When do German Shepherds Calm Down

How to calm a German shepherd?

German Shepherds make excellent dogs, but it can be difficult to know how to calm them down. Having lots of energy can get dogs excited and even acting. So, I did some research and found the best ways to help German Shepherds calm down.

How to get German Shepherds to calm down? German Shepherds are high-energy, highly intelligent, and like homework, so the best ways to calm your dog down are to have purposeful walks, reward calm demeanor, and stimulate his intellect with training and games.

German Shepherds are beautiful and highly intelligent animals. They make excellent police dogs, guard dogs, and family dogs. Due to their heritage they can be a bit crazy and energetic, but below are all the best ways to help your German Shepherd calm down.

Getting a German Shepherd to be calm

Throughout the history of German Shepherds, they have been used in difficult and chore jobs. They worked on farms, then worked in the world wars delivering supplies to the soldiers on the front lines.

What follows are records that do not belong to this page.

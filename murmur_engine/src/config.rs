// Host-facing configuration and the settings derived from it.
//
// `Config` is the engine's whole public parameter surface: which scale and
// root to play in, which mood, three 0-100 dials (density, variation,
// evolution), one enable flag per voice, and an optional RNG seed. It loads
// from JSON with every field defaulted, so a partial file such as
// `{"mood": "dreamy"}` is valid.
//
// Runtime changes go through `ConfigPatch`, where every field is optional.
// `Config::merged` applies a patch to produce the candidate next config,
// which the engine validates before touching any state.
//
// `DerivedSettings` are never stored. They are pure functions of the config
// (`Config::derived`), recomputed whenever read, so they cannot drift out of
// sync with the dials that produce them.
//
// See also: `engine/mod.rs` (`Engine::update_config` diffs old vs. new),
// `mood.rs` for what the mood name selects.

use crate::backend::{Part, Seconds};
use crate::error::EngineError;
use crate::mood::Mood;
use crate::pitch::parse_pitch_class;
use crate::scale::ScaleKind;
use serde::{Deserialize, Serialize};
use std::path::Path;

/// Evolution interval at evolution = 100.
pub const EVOLUTION_BASE_INTERVAL: Seconds = 5.0;
/// Added to the interval as evolution falls to 0.
pub const EVOLUTION_INTERVAL_SPAN: Seconds = 25.0;

#[derive(Clone, Debug, PartialEq, Serialize, Deserialize)]
#[serde(default)]
pub struct Config {
    pub scale: String,
    pub root: String,
    pub mood: String,
    /// 0-100. Probability that a melody tick produces a note, and bias
    /// toward denser rhythm patterns.
    pub density: f64,
    /// 0-100. Chance of a variation at each phrase boundary.
    pub variation: f64,
    /// 0-100. Higher values shorten the evolution interval.
    pub evolution: f64,
    pub melody_enabled: bool,
    pub drone_enabled: bool,
    pub rhythm_enabled: bool,
    pub ambience_enabled: bool,
    /// Fixed seed for reproducible performances. Drawn from the clock when
    /// absent.
    pub seed: Option<u64>,
}

impl Default for Config {
    fn default() -> Self {
        Config {
            scale: "major".to_string(),
            root: "C".to_string(),
            mood: "calm".to_string(),
            density: 50.0,
            variation: 30.0,
            evolution: 40.0,
            melody_enabled: true,
            drone_enabled: true,
            rhythm_enabled: true,
            ambience_enabled: true,
            seed: None,
        }
    }
}

impl Config {
    pub fn from_json(json: &str) -> Result<Self, EngineError> {
        let config: Config = serde_json::from_str(json)?;
        config.validate()?;
        Ok(config)
    }

    pub fn load(path: &Path) -> Result<Self, EngineError> {
        Self::from_json(&std::fs::read_to_string(path)?)
    }

    /// Check names resolve and dials are in range.
    pub fn validate(&self) -> Result<(), EngineError> {
        parse_pitch_class(&self.root).ok_or_else(|| EngineError::UnknownRoot(self.root.clone()))?;
        ScaleKind::from_name(&self.scale)?;
        Mood::from_name(&self.mood)?;
        for (field, value) in [
            ("density", self.density),
            ("variation", self.variation),
            ("evolution", self.evolution),
        ] {
            if !(0.0..=100.0).contains(&value) {
                return Err(EngineError::OutOfRange { field, value });
            }
        }
        Ok(())
    }

    pub fn derived(&self) -> DerivedSettings {
        DerivedSettings::from_config(self)
    }

    pub fn voice_enabled(&self, part: Part) -> bool {
        match part {
            Part::Melody => self.melody_enabled,
            Part::Drone => self.drone_enabled,
            Part::Rhythm => self.rhythm_enabled,
            Part::Ambience => self.ambience_enabled,
        }
    }

    /// This config with every field present in `patch` overwritten.
    pub fn merged(&self, patch: &ConfigPatch) -> Config {
        let mut next = self.clone();
        if let Some(v) = &patch.scale {
            next.scale = v.clone();
        }
        if let Some(v) = &patch.root {
            next.root = v.clone();
        }
        if let Some(v) = &patch.mood {
            next.mood = v.clone();
        }
        if let Some(v) = patch.density {
            next.density = v;
        }
        if let Some(v) = patch.variation {
            next.variation = v;
        }
        if let Some(v) = patch.evolution {
            next.evolution = v;
        }
        if let Some(v) = patch.melody_enabled {
            next.melody_enabled = v;
        }
        if let Some(v) = patch.drone_enabled {
            next.drone_enabled = v;
        }
        if let Some(v) = patch.rhythm_enabled {
            next.rhythm_enabled = v;
        }
        if let Some(v) = patch.ambience_enabled {
            next.ambience_enabled = v;
        }
        if let Some(v) = patch.seed {
            next.seed = Some(v);
        }
        next
    }
}

/// A partial config update. Absent fields keep their current value.
#[derive(Clone, Debug, Default, PartialEq, Serialize, Deserialize)]
#[serde(default)]
pub struct ConfigPatch {
    #[serde(skip_serializing_if = "Option::is_none")]
    pub scale: Option<String>,
    #[serde(skip_serializing_if = "Option::is_none")]
    pub root: Option<String>,
    #[serde(skip_serializing_if = "Option::is_none")]
    pub mood: Option<String>,
    #[serde(skip_serializing_if = "Option::is_none")]
    pub density: Option<f64>,
    #[serde(skip_serializing_if = "Option::is_none")]
    pub variation: Option<f64>,
    #[serde(skip_serializing_if = "Option::is_none")]
    pub evolution: Option<f64>,
    #[serde(skip_serializing_if = "Option::is_none")]
    pub melody_enabled: Option<bool>,
    #[serde(skip_serializing_if = "Option::is_none")]
    pub drone_enabled: Option<bool>,
    #[serde(skip_serializing_if = "Option::is_none")]
    pub rhythm_enabled: Option<bool>,
    #[serde(skip_serializing_if = "Option::is_none")]
    pub ambience_enabled: Option<bool>,
    #[serde(skip_serializing_if = "Option::is_none")]
    pub seed: Option<u64>,
}

impl ConfigPatch {
    pub fn from_json(json: &str) -> Result<Self, EngineError> {
        Ok(serde_json::from_str(json)?)
    }

    pub fn voice(part: Part, enabled: bool) -> Self {
        let mut patch = ConfigPatch::default();
        match part {
            Part::Melody => patch.melody_enabled = Some(enabled),
            Part::Drone => patch.drone_enabled = Some(enabled),
            Part::Rhythm => patch.rhythm_enabled = Some(enabled),
            Part::Ambience => patch.ambience_enabled = Some(enabled),
        }
        patch
    }
}

/// Settings computed from the 0-100 dials.
#[derive(Clone, Debug, PartialEq)]
pub struct DerivedSettings {
    /// Chance a melody tick plays, 0.1 at density 0 up to 0.95.
    pub note_probability: f64,
    /// Chance of a variation at a phrase boundary.
    pub variation_threshold: f64,
    /// 1.0 is the slowest evolution, 0.0 the fastest.
    pub evolution_rate: f64,
    /// Weights for choosing the sparse / medium / dense rhythm pattern.
    pub pattern_weights: [f64; 3],
}

impl DerivedSettings {
    pub fn from_config(config: &Config) -> Self {
        let density = (config.density / 100.0).clamp(0.0, 1.0);
        DerivedSettings {
            note_probability: 0.1 + 0.85 * density,
            variation_threshold: (config.variation / 100.0).clamp(0.0, 1.0),
            evolution_rate: 1.0 - (config.evolution / 100.0).clamp(0.0, 1.0),
            pattern_weights: [(1.0 - density) + 0.1, 0.5, density + 0.1],
        }
    }

    pub fn evolution_interval(&self) -> Seconds {
        EVOLUTION_BASE_INTERVAL + self.evolution_rate * EVOLUTION_INTERVAL_SPAN
    }
}
// Parameter Evolution: slow, bounded drift of the sound while playing.
//
// Each evolution tick independently rolls three changes:
// - filter (p = 0.4): cutoff jittered by up to 20%, clamped to
//   `FILTER_RANGE`, ramped over a few seconds,
// - tempo (p = 0.3): BPM jittered by up to 5%, clamped to the mood's tempo
//   range, ramped over `TEMPO_RAMP`,
// - envelopes (p = 0.3): both ends of the note-length and velocity ranges
//   jittered by up to 5%, then `MoodSettings::enforce_invariants`.
//
// The tick period comes from the evolution dial (`DerivedSettings::
// evolution_interval`), so evolution = 100 drifts every few seconds and
// evolution = 0 barely at all.

use super::Engine;
use crate::backend::Seconds;
use crate::mood::Bounds;
use murmur_prng::MurmurRng;
use tracing::{debug, warn};

/// Allowed filter cutoff, in Hz.
pub const FILTER_RANGE: Bounds = Bounds::new(80.0, 20_000.0);
/// Used when the filter reports something unusable.
const FILTER_FALLBACK_HZ: f64 = 2_000.0;
const FILTER_PROBABILITY: f64 = 0.4;
const FILTER_JITTER: f64 = 0.2;
const FILTER_RAMP: Bounds = Bounds::new(2.0, 5.0);

const TEMPO_PROBABILITY: f64 = 0.3;
const TEMPO_JITTER: f64 = 0.05;
/// Duration of every engine-initiated tempo change.
pub const TEMPO_RAMP: Seconds = 4.0;

const ENVELOPE_PROBABILITY: f64 = 0.3;
const ENVELOPE_JITTER: f64 = 0.05;

impl Engine {
    pub(super) fn evolve(&mut self) {
        if self.rng.random_bool(FILTER_PROBABILITY) {
            let current = self.filter_frequency();
            let target = FILTER_RANGE.clamp(self.rng.jitter(current, FILTER_JITTER));
            let over = FILTER_RAMP.sample(&mut self.rng);
            self.ramp_filter(target, over);
        }

        if self.rng.random_bool(TEMPO_PROBABILITY) {
            let range = self.mood.params.tempo;
            let current = self.bpm();
            let target = range.clamp(self.rng.jitter(current, TEMPO_JITTER));
            if let Some(backend) = self.backend.as_mut() {
                match backend.transport.ramp_tempo(target, TEMPO_RAMP) {
                    Ok(()) => debug!(bpm = target, "tempo drifting"),
                    Err(e) => warn!(error = %e, "tempo ramp rejected"),
                }
            }
        }

        if self.rng.random_bool(ENVELOPE_PROBABILITY) {
            let p = &mut self.mood.params;
            p.note_length = jitter_bounds(p.note_length, &mut self.rng);
            p.velocity = jitter_bounds(p.velocity, &mut self.rng);
            self.mood.enforce_invariants();
            debug!(
                note_length = ?self.mood.params.note_length,
                velocity = ?self.mood.params.velocity,
                "envelopes drifted"
            );
        }
    }

    /// Current cutoff, sanitized into `FILTER_RANGE`.
    pub(super) fn filter_frequency(&self) -> f64 {
        let hz = self
            .backend
            .as_ref()
            .map_or(FILTER_FALLBACK_HZ, |b| b.filter.frequency());
        if hz.is_finite() {
            FILTER_RANGE.clamp(hz)
        } else {
            FILTER_FALLBACK_HZ
        }
    }

    pub(super) fn ramp_filter(&mut self, hz: f64, over: Seconds) {
        let hz = FILTER_RANGE.clamp(hz);
        if let Some(backend) = self.backend.as_mut() {
            match backend.filter.ramp_frequency(hz, over) {
                Ok(()) => debug!(hz, over, "filter ramp"),
                Err(e) => warn!(error = %e, "filter ramp rejected"),
            }
        }
    }
}

fn jitter_bounds(bounds: Bounds, rng: &mut MurmurRng) -> Bounds {
    Bounds::new(
        rng.jitter(bounds.min, ENVELOPE_JITTER),
        rng.jitter(bounds.max, ENVELOPE_JITTER),
    )
}
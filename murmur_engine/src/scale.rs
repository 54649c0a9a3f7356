// Scale model: named interval patterns and the pitch lists built from them.
//
// A scale is a root pitch class, an interval pattern (semitone offsets 0-11
// from the root, strictly increasing) and an octave range. From those three
// the engine derives the *pitch list*: every scale tone in every octave of
// the range, in ascending order. Voices never pick raw pitches; they pick
// indices into this list, which is what keeps every generated note in key.
//
// Index arithmetic used throughout the engine:
// - `index = octave_block * pattern_len + degree`
// - `degree = index % pattern_len`, `octave_block = index / pattern_len`
//
// The drone voice plays below the melodic range, so the scale also derives
// three drone pitches: the root one and two octaves under the lowest melodic
// octave, and a perfect fifth above the lower of those. If the octave range
// sits too low for that, a fixed safe triple is used instead.
//
// See also: `chord.rs` for scale-degree harmony, `markov.rs` for the melodic
// walk over pitch-list indices, `mood.rs` which supplies the octave range.

use crate::error::EngineError;
use crate::pitch::{Pitch, parse_pitch_class};
use serde::{Deserialize, Serialize};
use tracing::warn;

/// Played when the drone pitches cannot be derived from the octave range
/// (C2, C3, G2).
pub const FALLBACK_DRONE: [Pitch; 3] = [Pitch(24), Pitch(36), Pitch(31)];

/// Highest octave a melodic range may reach without leaving the note space.
pub const MAX_OCTAVE: u8 = 8;

/// Named interval patterns.
#[derive(Debug, Clone, Copy, PartialEq, Eq, Hash, Serialize, Deserialize)]
#[serde(rename_all = "snake_case")]
pub enum ScaleKind {
    Major,
    Minor,
    HarmonicMinor,
    Dorian,
    Phrygian,
    Lydian,
    Mixolydian,
    PentatonicMajor,
    PentatonicMinor,
    Blues,
}

impl ScaleKind {
    pub const ALL: [ScaleKind; 10] = [
        ScaleKind::Major,
        ScaleKind::Minor,
        ScaleKind::HarmonicMinor,
        ScaleKind::Dorian,
        ScaleKind::Phrygian,
        ScaleKind::Lydian,
        ScaleKind::Mixolydian,
        ScaleKind::PentatonicMajor,
        ScaleKind::PentatonicMinor,
        ScaleKind::Blues,
    ];

    /// Semitone offsets from the root, ascending.
    pub fn intervals(self) -> &'static [u8] {
        match self {
            ScaleKind::Major => &[0, 2, 4, 5, 7, 9, 11],
            ScaleKind::Minor => &[0, 2, 3, 5, 7, 8, 10],
            ScaleKind::HarmonicMinor => &[0, 2, 3, 5, 7, 8, 11],
            ScaleKind::Dorian => &[0, 2, 3, 5, 7, 9, 10],
            ScaleKind::Phrygian => &[0, 1, 3, 5, 7, 8, 10],
            ScaleKind::Lydian => &[0, 2, 4, 6, 7, 9, 11],
            ScaleKind::Mixolydian => &[0, 2, 4, 5, 7, 9, 10],
            ScaleKind::PentatonicMajor => &[0, 2, 4, 7, 9],
            ScaleKind::PentatonicMinor => &[0, 3, 5, 7, 10],
            ScaleKind::Blues => &[0, 3, 5, 6, 7, 10],
        }
    }

    pub fn name(self) -> &'static str {
        match self {
            ScaleKind::Major => "major",
            ScaleKind::Minor => "minor",
            ScaleKind::HarmonicMinor => "harmonic_minor",
            ScaleKind::Dorian => "dorian",
            ScaleKind::Phrygian => "phrygian",
            ScaleKind::Lydian => "lydian",
            ScaleKind::Mixolydian => "mixolydian",
            ScaleKind::PentatonicMajor => "pentatonic_major",
            ScaleKind::PentatonicMinor => "pentatonic_minor",
            ScaleKind::Blues => "blues",
        }
    }

    /// Look up a scale by name. Accepts `-`, `_` or spaces as separators.
    pub fn from_name(name: &str) -> Result<Self, EngineError> {
        let normalized = name.trim().to_ascii_lowercase().replace(['-', ' '], "_");
        let normalized = match normalized.as_str() {
            "ionian" => "major",
            "aeolian" | "natural_minor" => "minor",
            other => other,
        };
        ScaleKind::ALL
            .into_iter()
            .find(|kind| kind.name() == normalized)
            .ok_or_else(|| EngineError::UnknownScale(name.to_string()))
    }
}

/// Inclusive octave span of the melodic pitch list.
#[derive(Debug, Clone, Copy, PartialEq, Eq, Serialize, Deserialize)]
pub struct OctaveRange {
    pub min: u8,
    pub max: u8,
}

impl OctaveRange {
    pub fn new(min: u8, max: u8) -> Result<Self, EngineError> {
        if min > max || max > MAX_OCTAVE {
            return Err(EngineError::InvalidOctaveRange { min, max });
        }
        Ok(OctaveRange { min, max })
    }

    pub fn octave_count(self) -> usize {
        usize::from(self.max - self.min) + 1
    }
}

/// Build the ascending pitch list for `root` / `scale` over `octaves`.
///
/// Length is `pattern_len * octave_count`. Fails without producing a list if
/// either name is unrecognized.
pub fn build_pitch_list(
    root: &str,
    scale: &str,
    octaves: OctaveRange,
) -> Result<Vec<Pitch>, EngineError> {
    Ok(Scale::new(root, scale, octaves)?.pitches)
}

/// A concrete scale instance and its derived pitch list.
#[derive(Debug, Clone, Serialize, Deserialize)]
pub struct Scale {
    pub kind: ScaleKind,
    /// Root pitch class (0 = C).
    pub root: u8,
    pub octaves: OctaveRange,
    pitches: Vec<Pitch>,
}

impl Scale {
    pub fn new(root: &str, scale: &str, octaves: OctaveRange) -> Result<Self, EngineError> {
        let root_pc =
            parse_pitch_class(root).ok_or_else(|| EngineError::UnknownRoot(root.to_string()))?;
        let kind = ScaleKind::from_name(scale)?;
        Self::from_parts(root_pc, kind, octaves)
    }

    pub fn from_parts(root: u8, kind: ScaleKind, octaves: OctaveRange) -> Result<Self, EngineError> {
        // Re-validate: the range may have been built field-by-field.
        let octaves = OctaveRange::new(octaves.min, octaves.max)?;
        let root = root % 12;
        let mut pitches = Vec::with_capacity(kind.intervals().len() * octaves.octave_count());
        for octave in octaves.min..=octaves.max {
            for &offset in kind.intervals() {
                // octave <= MAX_OCTAVE keeps this at or under 118.
                pitches.push(Pitch(octave * 12 + root + offset));
            }
        }
        Ok(Scale {
            kind,
            root,
            octaves,
            pitches,
        })
    }

    pub fn pitches(&self) -> &[Pitch] {
        &self.pitches
    }

    pub fn len(&self) -> usize {
        self.pitches.len()
    }

    pub fn is_empty(&self) -> bool {
        self.pitches.is_empty()
    }

    pub fn pattern_len(&self) -> usize {
        self.kind.intervals().len()
    }

    pub fn octave_count(&self) -> usize {
        self.octaves.octave_count()
    }

    pub fn pitch_at(&self, index: usize) -> Option<Pitch> {
        self.pitches.get(index).copied()
    }

    /// Semitones from the root up to scale degree `degree` (wrapping).
    pub fn degree_semitones(&self, degree: usize) -> u8 {
        let intervals = self.kind.intervals();
        intervals[degree % intervals.len()]
    }

    /// Size of the scale's own third above the root: major if the pattern
    /// contains a major third, otherwise minor.
    pub fn third_semitones(&self) -> u8 {
        if self.kind.intervals().contains(&4) { 4 } else { 3 }
    }

    /// The three drone pitches: root two octaves below the melodic range,
    /// root one octave below, and a fifth above the lower root.
    pub fn drone_pitches(&self) -> [Pitch; 3] {
        let derived: Vec<Pitch> = [
            self.octaves
                .min
                .checked_sub(2)
                .and_then(|o| Pitch::from_parts(o, self.root)),
            self.octaves
                .min
                .checked_sub(1)
                .and_then(|o| Pitch::from_parts(o, self.root)),
            self.octaves
                .min
                .checked_sub(2)
                .and_then(|o| Pitch::from_parts(o, self.root))
                .and_then(|p| p.transposed(7)),
        ]
        .into_iter()
        .flatten()
        .collect();

        match <[Pitch; 3]>::try_from(derived) {
            Ok(triple) => triple,
            Err(partial) => {
                warn!(
                    derived = partial.len(),
                    min_octave = self.octaves.min,
                    "drone pitches underivable, using fallback triple"
                );
                FALLBACK_DRONE
            }
        }
    }
}
// Shared harmony state: the slowly-changing "current chord".
//
// Melody and ambience read the current chord; only the melody voice's
// per-tick check mutates it. The chord is regenerated from a random scale
// degree in the middle octave block whenever the backend clock passes the
// deadline, and the next deadline is drawn uniformly from 8-16 seconds
// ahead. Harmonic rhythm is therefore decoupled from the melodic tick rate.

use crate::backend::Seconds;
use crate::chord::{Chord, build_chord};
use crate::mood::Bounds;
use crate::pitch::Pitch;
use crate::scale::Scale;
use murmur_prng::MurmurRng;
use tracing::debug;

/// How long a chord is held before the next change, in seconds.
pub const CHORD_HOLD: Bounds = Bounds::new(8.0, 16.0);

#[derive(Debug, Clone, Default)]
pub struct HarmonyState {
    current: Option<Chord>,
    next_chord_deadline: Seconds,
}

impl HarmonyState {
    pub fn new() -> Self {
        Self::default()
    }

    pub fn current(&self) -> Option<&Chord> {
        self.current.as_ref()
    }

    pub fn current_pitches(&self, scale: &Scale) -> Option<Vec<Pitch>> {
        self.current.as_ref().map(|c| c.pitches(scale))
    }

    pub fn deadline(&self) -> Seconds {
        self.next_chord_deadline
    }

    /// Drop the chord and make the next `refresh` regenerate immediately.
    pub fn reset(&mut self) {
        self.current = None;
        self.next_chord_deadline = 0.0;
    }

    /// Regenerate the chord if `now` is past the deadline. Returns whether
    /// the chord changed.
    pub fn refresh(
        &mut self,
        now: Seconds,
        scale: &Scale,
        dissonance: f64,
        rng: &mut MurmurRng,
    ) -> bool {
        if self.current.is_some() && now <= self.next_chord_deadline {
            return false;
        }
        let n = scale.pattern_len();
        let block = scale.octave_count() / 2;
        let degree = rng.range_usize(0, n);
        let chord = build_chord(block * n + degree, scale, dissonance, rng);
        self.next_chord_deadline = now + CHORD_HOLD.sample(rng);
        debug!(
            chord = ?chord.names(scale),
            quality = ?chord.quality,
            until = self.next_chord_deadline,
            "harmony changed"
        );
        self.current = Some(chord);
        true
    }
}

#[cfg(test)]
mod tests {
    use super::*;
    use crate::scale::OctaveRange;

    fn scale() -> Scale {
        Scale::new("A", "minor", OctaveRange { min: 3, max: 5 }).unwrap()
    }

    #[test]
    fn first_refresh_always_builds_a_chord() {
        let mut harmony = HarmonyState::new();
        let mut rng = MurmurRng::new(1);
        assert!(harmony.current().is_none());
        assert!(harmony.refresh(0.0, &scale(), 0.0, &mut rng));
        assert!(harmony.current().is_some());
    }

    #[test]
    fn chord_held_until_deadline() {
        let scale = scale();
        let mut harmony = HarmonyState::new();
        let mut rng = MurmurRng::new(2);
        harmony.refresh(1.0, &scale, 0.0, &mut rng);
        let deadline = harmony.deadline();
        assert!((9.0..17.0).contains(&deadline));
        assert!(!harmony.refresh(deadline, &scale, 0.0, &mut rng));
        assert!(harmony.refresh(deadline + 0.01, &scale, 0.0, &mut rng));
    }

    #[test]
    fn chords_live_in_middle_block() {
        let scale = scale();
        let mut harmony = HarmonyState::new();
        let mut rng = MurmurRng::new(3);
        for t in 0..100 {
            harmony.refresh(t as f64 * 20.0, &scale, 0.5, &mut rng);
            let root = harmony.current().unwrap().indices[0];
            assert_eq!(root / scale.pattern_len(), 1);
        }
    }

    #[test]
    fn reset_clears_chord() {
        let mut harmony = HarmonyState::new();
        let mut rng = MurmurRng::new(4);
        harmony.refresh(5.0, &scale(), 0.0, &mut rng);
        harmony.reset();
        assert!(harmony.current().is_none());
        assert_eq!(harmony.deadline(), 0.0);
    }
}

They are now commonly used as police dogs and search and rescue dogs. To say that they have had backbreaking jobs throughout their history would be an understatement.

Because of this, it is easy to understand why German Shepherds go crazy and get too excited. Because they are programmed to have a lot of energy and to need tasks.

That is why starting training your German Shepherd when they are young is smart and will help control their energy. There are three main things you can do that will help your German Shepherd control his energy and calm down.

# 1 Take them on a purposeful walk daily
Many people may read this post and think “what the heck is a purposeful walk?” Well, German Shepherds need stimulation and they need a job. It helps them fulfill an instinct within them.

When German Shepherds act it is because they have a lot of energy and are not being stimulated intellectually and physically. That takes us on purposeful walks.

Purpose walks are when you make walking with your German Shepherd work rather than for fun.

So what does this look like? Well, for starters, getting your dog to sit up and stay still before putting him on a leash is the first step. The second step is to put on a weighted vest.

These vests come in all shapes and sizes and it doesn’t matter which one you choose as long as it fits your dog comfortably. What the weighted vest does is signal your German Shepherd’s brain that it’s time to work and not play.

Your German Shepherd will apply more energy, focus, and determination to the task that helps them fulfill some of their natural urges to work and use their energy.

While you’re walking, you want to make sure your German Shepherd is walking with his head up, that he stays next to you (not in front of or behind you), and that he is focused.

That means that you, as the owner, must also be calm and focused. Help them keep their heads up and not go around sniffing everything around them.

This walk should take at least 30 minutes and help your dog get a great workout. If you do this, your dog will have better control of his energy and will be calmer at home.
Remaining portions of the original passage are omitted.